• [TASK REQUIREMENTS] Return only the number of lines in the material below holding the string "that".

• [RECORDS FOR THIS TASK]
━━━━━━━━━━━━━━━━━━━━
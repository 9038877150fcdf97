//! Background worker stage control protocol.
//!
//! Every background stage (mapping, loop closing, an optional viewer) exposes
//! the same five cooperative operations. The orchestrator only ever requests
//! and polls - it never forces termination - so a stage that is mid
//! critical-section finishes its current unit of work before honoring a
//! pending request.

use std::sync::atomic::{AtomicBool, Ordering};
use std::time::Duration;

/// Cooperative pause/terminate interface of a background stage.
pub trait WorkerStage: Send + Sync {
    /// Ask the stage to pause at the next opportunity.
    fn request_stop(&self);

    /// True once the stage has honored a pause request and parked.
    fn is_stopped(&self) -> bool;

    /// Resume a paused stage.
    fn release(&self);

    /// Ask the stage to terminate at the next opportunity.
    fn request_finish(&self);

    /// True once the stage loop has exited.
    fn is_finished(&self) -> bool;
}

/// A stage that may run a whole-map optimization in the background.
///
/// Shutdown must not complete while such an optimization is in flight.
pub trait LoopStage: WorkerStage {
    fn is_global_optimization_running(&self) -> bool;
}

/// How long a parked stage sleeps between wake-up checks.
const PARK_INTERVAL: Duration = Duration::from_millis(3);

/// Shared flag block realizing the [`WorkerStage`] protocol.
///
/// The orchestrator holds one end (the trait methods), the stage loop the
/// other ([`StageControl::finish_requested`], [`StageControl::honor_stop`],
/// [`StageControl::set_finished`]).
#[derive(Default)]
pub struct StageControl {
    stop_requested: AtomicBool,
    stopped: AtomicBool,
    finish_requested: AtomicBool,
    finished: AtomicBool,
}

impl StageControl {
    pub fn new() -> Self {
        Self::default()
    }

    /// Stage-side: whether termination has been requested.
    pub fn finish_requested(&self) -> bool {
        self.finish_requested.load(Ordering::SeqCst)
    }

    /// Stage-side: park while a pause request is pending.
    ///
    /// Publishes `stopped` for the duration of the park. Returns immediately
    /// when no pause is pending; a finish request always breaks the park.
    pub fn honor_stop(&self) {
        if !self.stop_requested.load(Ordering::SeqCst) {
            return;
        }
        self.stopped.store(true, Ordering::SeqCst);
        while self.stop_requested.load(Ordering::SeqCst)
            && !self.finish_requested.load(Ordering::SeqCst)
        {
            std::thread::sleep(PARK_INTERVAL);
        }
        self.stopped.store(false, Ordering::SeqCst);
    }

    /// Stage-side: mark the loop as exited.
    pub fn set_finished(&self) {
        self.stopped.store(true, Ordering::SeqCst);
        self.finished.store(true, Ordering::SeqCst);
    }
}

impl WorkerStage for StageControl {
    fn request_stop(&self) {
        self.stop_requested.store(true, Ordering::SeqCst);
    }

    fn is_stopped(&self) -> bool {
        self.stopped.load(Ordering::SeqCst)
    }

    fn release(&self) {
        self.stop_requested.store(false, Ordering::SeqCst);
        self.stopped.store(false, Ordering::SeqCst);
    }

    fn request_finish(&self) {
        self.finish_requested.store(true, Ordering::SeqCst);
    }

    fn is_finished(&self) -> bool {
        self.finished.load(Ordering::SeqCst)
    }
}

#[cfg(test)]
mod tests {
    use super::*;
    use std::sync::Arc;
    use std::time::Instant;

    /// Spin a minimal stage loop that counts work units.
    fn spawn_stage(control: Arc<StageControl>) -> std::thread::JoinHandle<usize> {
        std::thread::spawn(move || {
            let mut units = 0;
            loop {
                if control.finish_requested() {
                    break;
                }
                control.honor_stop();
                if control.finish_requested() {
                    break;
                }
                units += 1;
                std::thread::sleep(Duration::from_millis(1));
            }
            control.set_finished();
            units
        })
    }

    fn wait_until(deadline_ms: u64, cond: impl Fn() -> bool) -> bool {
        let start = Instant::now();
        while start.elapsed() < Duration::from_millis(deadline_ms) {
            if cond() {
                return true;
            }
            std::thread::sleep(Duration::from_millis(1));
        }
        cond()
    }

    #[test]
    fn test_stop_release_finish_cycle() {
        let control = Arc::new(StageControl::new());
        let handle = spawn_stage(control.clone());

        control.request_stop();
        assert!(wait_until(1000, || control.is_stopped()));

        control.release();
        assert!(wait_until(1000, || !control.is_stopped()));

        control.request_finish();
        assert!(wait_until(1000, || control.is_finished()));
        let units = handle.join().unwrap();
        assert!(units > 0);
    }

    #[test]
    fn test_finish_breaks_park() {
        let control = Arc::new(StageControl::new());
        let handle = spawn_stage(control.clone());

        control.request_stop();
        assert!(wait_until(1000, || control.is_stopped()));

        // Finish while parked: the stage must exit without a release.
        control.request_finish();
        assert!(wait_until(1000, || control.is_finished()));
        handle.join().unwrap();
    }

    #[test]
    fn test_not_stopped_without_request() {
        let control = StageControl::new();
        assert!(!control.is_stopped());
        assert!(!control.is_finished());
    }
}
━━━━━━━━━━━━━━━━━━━━
• [ANSWER TO THIS EXERCISE] 3